Review of Mimi by Lucy Ellmann

Mimi is not Lucy Ellmann’s best work, but this book was still intelligent and more entertaining than 99% of inanimate objects on this planet.

Ellmann’s acerbic brand of feminism doesn’t really work with the goofy male narrator, as other reviewers have pointed out. You most certainly won’t like this plastic surgeon guy, but again, entertainment is the name of the game. If I can be intellectually engaged with and laugh at a novel, it has done its job. I don’t ask it to be balanced, tonally perfect, or unbiased in order to earn 4 stars. Lucy Ellmann knows how to write well. Every book of hers I’ve tried so far has been good to stellar.

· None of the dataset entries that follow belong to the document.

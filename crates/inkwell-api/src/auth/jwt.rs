//! Token issuance and verification
//!
//! HS256-signed JWTs carrying the subject id, role and token kind. The
//! signing secret is passed to [`TokenService::new`]; nothing is read from
//! globals, so services with different secrets can coexist.

use std::time::Duration;

use inkwell_core::{JwtConfig, Role};
use jsonwebtoken::{decode, decode_header, encode, Algorithm, DecodingKey, EncodingKey, Header, Validation};
use serde::{Deserialize, Serialize};
use thiserror::Error;
use uuid::Uuid;

/// Token class. Access tokens authenticate requests; refresh tokens only
/// mint new access tokens.
#[derive(Debug, Clone, Copy, PartialEq, Eq, Serialize, Deserialize)]
#[serde(rename_all = "lowercase")]
pub enum TokenKind {
    Access,
    Refresh,
}

/// JWT claims
#[derive(Debug, Clone, PartialEq, Eq, Serialize, Deserialize)]
pub struct Claims {
    /// Token issuer
    pub iss: String,
    /// Subject - user id in decimal
    pub sub: String,
    /// Unique token id
    pub jti: String,
    /// Issued at (seconds since epoch)
    pub iat: u64,
    /// Expires at (seconds since epoch)
    pub exp: u64,
    pub role: Role,
    pub kind: TokenKind,
}

impl Claims {
    pub fn subject_id(&self) -> Result<u64, TokenError> {
        self.sub.parse().map_err(|_| TokenError::Invalid)
    }
}

/// Token errors
///
/// Verification failures collapse into a single `Invalid` so callers cannot
/// tell which check failed.
#[derive(Debug, Error)]
pub enum TokenError {
    #[error("invalid token")]
    Invalid,

    #[error("token lifetime must be greater than zero")]
    ZeroTtl,

    #[error("failed to sign token: {0}")]
    Signing(String),
}

/// A freshly signed token with its claims
#[derive(Debug, Clone)]
pub struct IssuedToken {
    pub token: String,
    pub claims: Claims,
}

impl IssuedToken {
    /// Remaining lifetime as issued
    pub fn ttl(&self) -> Duration {
        Duration::from_secs(self.claims.exp.saturating_sub(self.claims.iat))
    }
}

#[derive(Clone)]
pub struct TokenService {
    encoding: EncodingKey,
    decoding: DecodingKey,
    issuer: String,
    access_ttl: Duration,
    refresh_ttl: Duration,
}

impl std::fmt::Debug for TokenService {
    fn fmt(&self, f: &mut std::fmt::Formatter<'_>) -> std::fmt::Result {
        f.debug_struct("TokenService")
            .field("issuer", &self.issuer)
            .field("access_ttl", &self.access_ttl)
            .field("refresh_ttl", &self.refresh_ttl)
            .finish_non_exhaustive()
    }
}

fn now_secs() -> u64 {
    chrono::Utc::now().timestamp().max(0) as u64
}

impl TokenService {
    pub fn new(
        secret: &str,
        issuer: impl Into<String>,
        access_ttl: Duration,
        refresh_ttl: Duration,
    ) -> Self {
        Self {
            encoding: EncodingKey::from_secret(secret.as_bytes()),
            decoding: DecodingKey::from_secret(secret.as_bytes()),
            issuer: issuer.into(),
            access_ttl,
            refresh_ttl,
        }
    }

    pub fn from_config(config: &JwtConfig) -> Self {
        Self::new(
            &config.secret,
            config.issuer.clone(),
            config.access_ttl(),
            config.refresh_ttl(),
        )
    }

    /// Configured lifetime for a token class
    pub fn ttl(&self, kind: TokenKind) -> Duration {
        match kind {
            TokenKind::Access => self.access_ttl,
            TokenKind::Refresh => self.refresh_ttl,
        }
    }

    /// Issue a token of the given class with its configured lifetime
    pub fn issue(&self, subject_id: u64, role: Role, kind: TokenKind) -> Result<IssuedToken, TokenError> {
        self.issue_with_ttl(subject_id, role, kind, self.ttl(kind))
    }

    pub fn issue_with_ttl(
        &self,
        subject_id: u64,
        role: Role,
        kind: TokenKind,
        ttl: Duration,
    ) -> Result<IssuedToken, TokenError> {
        self.issue_at(subject_id, role, kind, ttl, now_secs())
    }

    /// Issue as if the current time were `now`
    pub fn issue_at(
        &self,
        subject_id: u64,
        role: Role,
        kind: TokenKind,
        ttl: Duration,
        now: u64,
    ) -> Result<IssuedToken, TokenError> {
        let ttl_secs = ttl.as_secs();
        if ttl_secs == 0 {
            return Err(TokenError::ZeroTtl);
        }

        let claims = Claims {
            iss: self.issuer.clone(),
            sub: subject_id.to_string(),
            jti: Uuid::new_v4().to_string(),
            iat: now,
            exp: now.saturating_add(ttl_secs),
            role,
            kind,
        };

        let token = encode(&Header::new(Algorithm::HS256), &claims, &self.encoding)
            .map_err(|e| TokenError::Signing(e.to_string()))?;

        Ok(IssuedToken { token, claims })
    }

    /// Verify signature, algorithm, issuer and expiry
    pub fn verify(&self, token: &str) -> Result<Claims, TokenError> {
        self.verify_at(token, now_secs())
    }

    /// Verify and require a specific token class
    pub fn verify_kind(&self, token: &str, kind: TokenKind) -> Result<Claims, TokenError> {
        let claims = self.verify(token)?;
        if claims.kind != kind {
            return Err(TokenError::Invalid);
        }
        Ok(claims)
    }

    /// Verify as if the current time were `now`. Valid only while `now < exp`.
    pub fn verify_at(&self, token: &str, now: u64) -> Result<Claims, TokenError> {
        // Parsing fails for `none` and any algorithm jsonwebtoken does not know.
        let header = decode_header(token).map_err(|_| TokenError::Invalid)?;
        if header.alg != Algorithm::HS256 {
            return Err(TokenError::Invalid);
        }

        let mut validation = Validation::new(Algorithm::HS256);
        validation.set_issuer(&[&self.issuer]);
        validation.leeway = 0;
        // expiry is checked below against `now`
        validation.validate_exp = false;

        let claims = decode::<Claims>(token, &self.decoding, &validation)
            .map_err(|_| TokenError::Invalid)?
            .claims;

        if claims.exp <= claims.iat || now >= claims.exp {
            return Err(TokenError::Invalid);
        }
        claims.subject_id()?;

        Ok(claims)
    }
}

This, like her upcoming Ducks, Newburyport, will likely polarize readers. I would not call this vintage Ellmann, but it is welcome padding to her modest body of work. Calling her work modest is completely inaccurate though. There always seems to be one person, male or female, at a party or event – think of your wedding – who just cannot behave themselves. Ellmann relishes these moments of misbehavior and delves deeply into the troubling psyches of her characters at the same time. The plots are typically simple, where they exist at all, because her focus is internal monologue, which she could write a whole book using – oh wait, DUCKS, NEWBURYPORT!

Don’t begin your foray into her oeuvre with Mimi. Likely, you’ll laugh, but the literary experiments toward the back of the book (extra padding on an already padded book) will just confuse you. Her use of musical sheets and pictures doesn’t get on my nerves. It’s a little distracting but I’m there for the writing. I’m not averse to long lists and tables, if used in service of character, though I wish the overt comments were kept to the sidelines, or used more subtly.

Subtlety is used more effectively in her other works, and it is a poignant spice missing from this particular concoction.